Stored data
^^^^^^^^^^^^^^^^

//! Job identity, lifecycle state and handles.

use std::fmt;
use std::str::FromStr;
use std::sync::{Arc, LazyLock, Weak};
use std::time::Duration;

use chrono::{DateTime, Utc};
use regex::Regex;
use serde::{Deserialize, Serialize};
use tracing::debug;

use crate::adaptor::JobAdaptor;
use crate::description::JobDescription;
use crate::error::{SchedError, SchedResult};

static JOB_ID: LazyLock<Regex> = LazyLock::new(|| {
    Regex::new(r"^\[(.*)\]-\[([^\[\]]*)\]$").expect("job id pattern is valid")
});

/// Identifier of a submitted job: `[<resource-manager-url>]-[<backend-id>]`.
#[derive(Debug, Clone, PartialEq, Eq, Hash, Serialize, Deserialize)]
#[serde(try_from = "String", into = "String")]
pub struct JobId {
    endpoint: String,
    backend_id: String,
}

impl JobId {
    /// Compose an id from a resource-manager URL and a scheduler-native id.
    pub fn new(endpoint: impl Into<String>, backend_id: impl Into<String>) -> Self {
        Self {
            endpoint: endpoint.into(),
            backend_id: backend_id.into(),
        }
    }

    /// The resource-manager URL part.
    pub fn endpoint(&self) -> &str {
        &self.endpoint
    }

    /// The scheduler-native id.
    pub fn backend_id(&self) -> &str {
        &self.backend_id
    }
}

impl fmt::Display for JobId {
    fn fmt(&self, f: &mut fmt::Formatter<'_>) -> fmt::Result {
        write!(f, "[{}]-[{}]", self.endpoint, self.backend_id)
    }
}

impl FromStr for JobId {
    type Err = SchedError;

    fn from_str(s: &str) -> Result<Self, Self::Err> {
        let captures = JOB_ID
            .captures(s)
            .ok_or_else(|| SchedError::BadParameter(format!("cannot parse job id '{s}'")))?;
        Ok(Self::new(&captures[1], &captures[2]))
    }
}

impl TryFrom<String> for JobId {
    type Error = SchedError;

    fn try_from(s: String) -> Result<Self, Self::Error> {
        s.parse()
    }
}

impl From<JobId> for String {
    fn from(id: JobId) -> Self {
        id.to_string()
    }
}

/// Canonical job state, independent of the scheduler's vocabulary.
#[derive(Debug, Clone, Copy, PartialEq, Eq, Hash, Serialize, Deserialize)]
#[serde(rename_all = "SCREAMING_SNAKE_CASE")]
pub enum JobState {
    /// Created but not submitted.
    New,
    /// Waiting in the queue.
    Pending,
    Running,
    Suspended,
    /// Finished.
    Done,
    Failed,
    Canceled,
    /// The scheduler no longer (or never) reported the job.
    Unknown,
}

impl JobState {
    /// Whether the state is final.
    pub fn is_terminal(&self) -> bool {
        matches!(self, JobState::Done | JobState::Failed | JobState::Canceled)
    }
}

impl fmt::Display for JobState {
    fn fmt(&self, f: &mut fmt::Formatter<'_>) -> fmt::Result {
        let s = match self {
            JobState::New => "NEW",
            JobState::Pending => "PENDING",
            JobState::Running => "RUNNING",
            JobState::Suspended => "SUSPENDED",
            JobState::Done => "DONE",
            JobState::Failed => "FAILED",
            JobState::Canceled => "CANCELED",
            JobState::Unknown => "UNKNOWN",
        };
        f.write_str(s)
    }
}

/// Lifecycle bookkeeping of one job.
#[derive(Debug, Clone, Serialize, Deserialize)]
pub struct JobRecord {
    id: Option<JobId>,
    state: JobState,
    started: bool,
    exit_code: Option<i32>,
    created: DateTime<Utc>,
    started_at: Option<DateTime<Utc>>,
    finished_at: Option<DateTime<Utc>>,
}

impl JobRecord {
    /// A record for a job that has not been submitted yet.
    pub fn new() -> Self {
        Self {
            id: None,
            state: JobState::New,
            started: false,
            exit_code: None,
            created: Utc::now(),
            started_at: None,
            finished_at: None,
        }
    }

    pub fn id(&self) -> Option<&JobId> {
        self.id.as_ref()
    }

    pub fn state(&self) -> JobState {
        self.state
    }

    /// Whether the job was submitted successfully.
    pub fn is_started(&self) -> bool {
        self.started
    }

    /// Exit code, once retrieved.
    pub fn exit_code(&self) -> Option<i32> {
        self.exit_code
    }

    pub fn created(&self) -> DateTime<Utc> {
        self.created
    }

    /// When the job was first seen running.
    pub fn started_at(&self) -> Option<DateTime<Utc>> {
        self.started_at
    }

    /// When the job was first seen in a terminal state.
    pub fn finished_at(&self) -> Option<DateTime<Utc>> {
        self.finished_at
    }

    /// The backend id, or IncorrectState if the job was never submitted.
    pub(crate) fn submitted_id(&self) -> SchedResult<&JobId> {
        match (&self.id, self.started) {
            (Some(id), true) => Ok(id),
            _ => Err(SchedError::IncorrectState(
                "job has not been started".to_string(),
            )),
        }
    }

    pub(crate) fn mark_submitted(&mut self, id: JobId) {
        self.id = Some(id);
        self.started = true;
        self.state = JobState::Pending;
    }

    pub(crate) fn set_exit_code(&mut self, code: i32) {
        self.exit_code = Some(code);
    }

    /// Apply an observed state. Terminal states are never left.
    pub(crate) fn observe(&mut self, state: JobState) -> JobState {
        if self.state.is_terminal() || state == self.state {
            return self.state;
        }

        debug!(id = ?self.id.as_ref().map(ToString::to_string), from = %self.state, to = %state, "job state changed");
        let now = Utc::now();
        if state == JobState::Running && self.started_at.is_none() {
            self.started_at = Some(now);
        }
        if state.is_terminal() && self.finished_at.is_none() {
            self.finished_at = Some(now);
        }
        self.state = state;
        self.state
    }
}

impl Default for JobRecord {
    fn default() -> Self {
        Self::new()
    }
}

/// A job created by a [`JobAdaptor`].
///
/// The handle holds a weak reference to its adaptor; once the adaptor is
/// dropped every backend operation fails with IncorrectState.
pub struct JobHandle {
    record: JobRecord,
    description: Arc<JobDescription>,
    adaptor: Weak<JobAdaptor>,
}

impl JobHandle {
    pub(crate) fn new(description: Arc<JobDescription>, adaptor: &Arc<JobAdaptor>) -> Self {
        Self {
            record: JobRecord::new(),
            description,
            adaptor: Arc::downgrade(adaptor),
        }
    }

    /// Job id, set once [`run`](Self::run) succeeded.
    pub fn id(&self) -> Option<&JobId> {
        self.record.id()
    }

    /// Last known state, without asking the scheduler.
    pub fn state(&self) -> JobState {
        self.record.state()
    }

    pub fn record(&self) -> &JobRecord {
        &self.record
    }

    pub fn description(&self) -> &JobDescription {
        &self.description
    }

    fn adaptor(&self) -> SchedResult<Arc<JobAdaptor>> {
        self.adaptor.upgrade().ok_or_else(|| {
            SchedError::IncorrectState("job service has been closed".to_string())
        })
    }

    /// Submit the job.
    pub async fn run(&mut self) -> SchedResult<()> {
        if self.record.is_started() {
            return Err(SchedError::IncorrectState(format!(
                "job {} has already been started",
                self.record.id().map(ToString::to_string).unwrap_or_default()
            )));
        }

        let adaptor = self.adaptor()?;
        let id = adaptor.submit(&self.description).await?;
        self.record.mark_submitted(id);
        Ok(())
    }

    /// Ask the scheduler for the current state and remember it.
    pub async fn refresh_state(&mut self) -> SchedResult<JobState> {
        let adaptor = self.adaptor()?;
        adaptor.refresh_state(&mut self.record).await
    }

    /// Cancel the job.
    pub async fn cancel(&mut self) -> SchedResult<()> {
        self.record.submitted_id()?;
        let adaptor = self.adaptor()?;
        adaptor.cancel_job(&mut self.record).await
    }

    /// Exit code of the job; cached after the first successful query.
    pub async fn exit_code(&mut self) -> SchedResult<i32> {
        if let Some(code) = self.record.exit_code() {
            return Ok(code);
        }

        let id = self.record.submitted_id()?.clone();
        let adaptor = self.adaptor()?;
        let code = adaptor.exit_code(&id).await?;
        self.record.set_exit_code(code);
        Ok(code)
    }

    /// Wait until the job reaches a terminal state.
    ///
    /// Returns `false` if `timeout` elapsed first; `None` waits forever.
    pub async fn wait(&mut self, timeout: Option<Duration>) -> SchedResult<bool> {
        self.record.submitted_id()?;
        let adaptor = self.adaptor()?;
        adaptor.wait(&mut self.record, timeout).await
    }
}

impl fmt::Debug for JobHandle {
    fn fmt(&self, f: &mut fmt::Formatter<'_>) -> fmt::Result {
        f.debug_struct("JobHandle")
            .field("record", &self.record)
            .field("executable", &self.description.executable)
            .finish()
    }
}

#[cfg(test)]
mod tests {
    use super::*;
    use proptest::prelude::*;

    #[test]
    fn test_job_id_roundtrip() {
        let id = JobId::new("slurm+ssh://cluster.example.edu", "255042");
        assert_eq!(id.to_string(), "[slurm+ssh://cluster.example.edu]-[255042]");

        let parsed: JobId = id.to_string().parse().unwrap();
        assert_eq!(parsed, id);
        assert_eq!(parsed.endpoint(), "slurm+ssh://cluster.example.edu");
        assert_eq!(parsed.backend_id(), "255042");
    }

    #[test]
    fn test_job_id_malformed() {
        for bad in ["255042", "[slurm://host]", "slurm://host-[1]", "[a]-[b]c", ""] {
            assert!(
                matches!(bad.parse::<JobId>(), Err(SchedError::BadParameter(_))),
                "{bad} should not parse"
            );
        }
    }

    #[test]
    fn test_job_id_serde() {
        let id = JobId::new("pbs://localhost", "12345.server");
        let json = serde_json::to_string(&id).unwrap();
        assert_eq!(json, "\"[pbs://localhost]-[12345.server]\"");
        let back: JobId = serde_json::from_str(&json).unwrap();
        assert_eq!(back, id);
    }

    #[test]
    fn test_terminal_states() {
        assert!(JobState::Done.is_terminal());
        assert!(JobState::Failed.is_terminal());
        assert!(JobState::Canceled.is_terminal());
        assert!(!JobState::Running.is_terminal());
        assert!(!JobState::Unknown.is_terminal());
        assert!(!JobState::New.is_terminal());
    }

    #[test]
    fn test_record_timestamps() {
        let mut record = JobRecord::new();
        assert_eq!(record.state(), JobState::New);
        assert!(record.submitted_id().is_err());

        record.mark_submitted(JobId::new("slurm://localhost", "1"));
        assert_eq!(record.state(), JobState::Pending);
        assert!(record.started_at().is_none());

        record.observe(JobState::Running);
        let started = record.started_at().unwrap();
        record.observe(JobState::Suspended);
        record.observe(JobState::Running);
        assert_eq!(record.started_at(), Some(started));
        assert!(record.finished_at().is_none());

        record.observe(JobState::Done);
        assert!(record.finished_at().is_some());
    }

    fn observable_state() -> impl Strategy<Value = JobState> {
        prop::sample::select(vec![
            JobState::Pending,
            JobState::Running,
            JobState::Suspended,
            JobState::Done,
            JobState::Failed,
            JobState::Canceled,
            JobState::Unknown,
        ])
    }

    proptest! {
        #[test]
        fn prop_terminal_state_is_monotonic(
            observations in prop::collection::vec(observable_state(), 1..30),
        ) {
            let mut record = JobRecord::new();
            record.mark_submitted(JobId::new("slurm://localhost", "1"));

            let mut terminal: Option<JobState> = None;
            for observed in observations {
                let state = record.observe(observed);
                match terminal {
                    Some(t) => prop_assert_eq!(state, t),
                    None if state.is_terminal() => terminal = Some(state),
                    None => {}
                }
            }
        }
    }

    #[test]
    fn test_terminal_state_is_sticky() {
        let mut record = JobRecord::new();
        record.mark_submitted(JobId::new("slurm://localhost", "1"));
        record.observe(JobState::Canceled);

        assert_eq!(record.observe(JobState::Running), JobState::Canceled);
        assert_eq!(record.observe(JobState::Unknown), JobState::Canceled);
        assert_eq!(record.state(), JobState::Canceled);
    }
}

^^^^^^^^^^^^^^^^

> **TASK STATEMENT**: "endpoint" is the string to look for; please copy every line of the records above where it appears.

> **EXERCISE RESULT**:
    endpoint: String,
    pub fn new(endpoint: impl Into<String>, backend_id: impl Into<String>) -> Self {
            endpoint: endpoint.into(),
    pub fn endpoint(&self) -> &str {
        &self.endpoint
        write!(f, "[{}]-[{}]", self.endpoint, self.backend_id)
        assert_eq!(parsed.endpoint(), "slurm+ssh://cluster.example.edu");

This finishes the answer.